Ecological Niche Models
We employed three models that differed markedly in underlying statistical properties, the Generalized Additive Model (GAM), Maximum Entropy (ME), and Boosted Regression Trees (BRT). The Generalized Additive Model (GAM) was trained using the ‘mgcv’ package (Wood 2022). Maximum Entropy models (ME) were constructed using MaxEnt software (Phillips et al. 2006, 2023), run through the ‘dismo’ package (Hijmans et al. 2023). Booted Regression Tree (BRT) models were constructed using the ‘dismo’ package as well using tree complexity of 5 with a learning rate of 0.001. To train the Generalized Additive Model (GAM), we sampled absence points equal to the number of occurrences used to train the model. For Maximum Entropy (ME) and Boosted Regression Tree (BRT) models, we used 10,000 background/pseudoabsence points. Models were then used to predict probability of presence, called ‘environmental suitability’ here, for the contiguous US.
For GAM, the relative effect of each predictor was measured as a z-score, or the number of standard deviations from the mean under the null expectation of no-effect. On the other hand, predictor importance for the machine learning models ME and BRT was measured by relative contribution. These evaluations are clearly meant to establish relative importance of predictors within rather than among trained models. However, for uniformity of presentation, z-scores for the GAM model were converted to relative contribution scores by calculating their contribution to overall variance.

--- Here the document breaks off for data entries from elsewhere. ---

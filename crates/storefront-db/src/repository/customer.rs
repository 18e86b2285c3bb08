//! # Customer Repository
//!
//! Customers are keyed by phone at the counter: the same number typed twice
//! must land on the same record.

use sqlx::SqlitePool;
use tracing::debug;

use crate::error::{DbError, DbResult};
use storefront_core::Customer;

#[derive(Debug, Clone)]
pub struct CustomerRepository {
    pool: SqlitePool,
}

impl CustomerRepository {
    pub fn new(pool: SqlitePool) -> Self {
        CustomerRepository { pool }
    }

    pub async fn get_by_id(&self, id: &str) -> DbResult<Option<Customer>> {
        let customer = sqlx::query_as::<_, Customer>(
            "SELECT id, name, phone, email, created_at FROM customers WHERE id = ?1",
        )
        .bind(id)
        .fetch_optional(&self.pool)
        .await?;

        Ok(customer)
    }

    /// `phone` must already be normalized to 10 digits.
    pub async fn get_by_phone(&self, phone: &str) -> DbResult<Option<Customer>> {
        let customer = sqlx::query_as::<_, Customer>(
            "SELECT id, name, phone, email, created_at FROM customers WHERE phone = ?1",
        )
        .bind(phone)
        .fetch_optional(&self.pool)
        .await?;

        Ok(customer)
    }

    /// `Err(UniqueViolation)` when the phone is taken.
    pub async fn insert(&self, customer: &Customer) -> DbResult<()> {
        debug!(id = %customer.id, "Inserting customer");

        sqlx::query(
            r#"
            INSERT INTO customers (id, name, phone, email, created_at)
            VALUES (?1, ?2, ?3, ?4, ?5)
            "#,
        )
        .bind(&customer.id)
        .bind(&customer.name)
        .bind(&customer.phone)
        .bind(&customer.email)
        .bind(customer.created_at)
        .execute(&self.pool)
        .await
        .map_err(|e| match DbError::from(e) {
            DbError::UniqueViolation { field, .. } => DbError::duplicate(field, customer.phone.clone()),
            other => other,
        })?;

        Ok(())
    }

    /// Fills in a missing email on an existing customer.
    pub async fn update_email(&self, id: &str, email: &str) -> DbResult<()> {
        let result = sqlx::query("UPDATE customers SET email = ?2 WHERE id = ?1")
            .bind(id)
            .bind(email)
            .execute(&self.pool)
            .await?;

        if result.rows_affected() == 0 {
            return Err(DbError::not_found("Customer", id));
        }
        Ok(())
    }
}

Model Evaluation and Ensemble Prediction
Accuracy of the models in predicting withheld occurrence data was evaluated using four metrics: the Boyce Index (BI; Hirzel et al. 2006), Area Under the receiver operating characteristic Curve (AUC), Pearson’s correlation coefficient (COR), and Cohen’s kappa (kappa). BI was calculated using the ‘ecospat’ Package (Broenimman et al. 2017), while the other three metrics were estimated using the ‘dismo’ package (Hijmans et al. 2023). Because AUC and kappa have been criticized for assessing accuracy when true absence data are not available (Jarnevich et al. 2015), we have relied most heavily on the Boyce Index in assessing the predictive accuracy of models. Because these three modelling approaches are philosophically and mathematically different, agreement in prediction among them is likely due to correct discrimination between signal and noise. Therefore, we incorporated an ensemble approach (Araujo and New 2007; Stohlgren et al. 2010; Valavi et al. 2022) to summarize models, by calculating the BI-weighted average of GAM, ME, and BRT predictions of environmental suitability. User accuracy metrics were also calculated for ensemble predictions.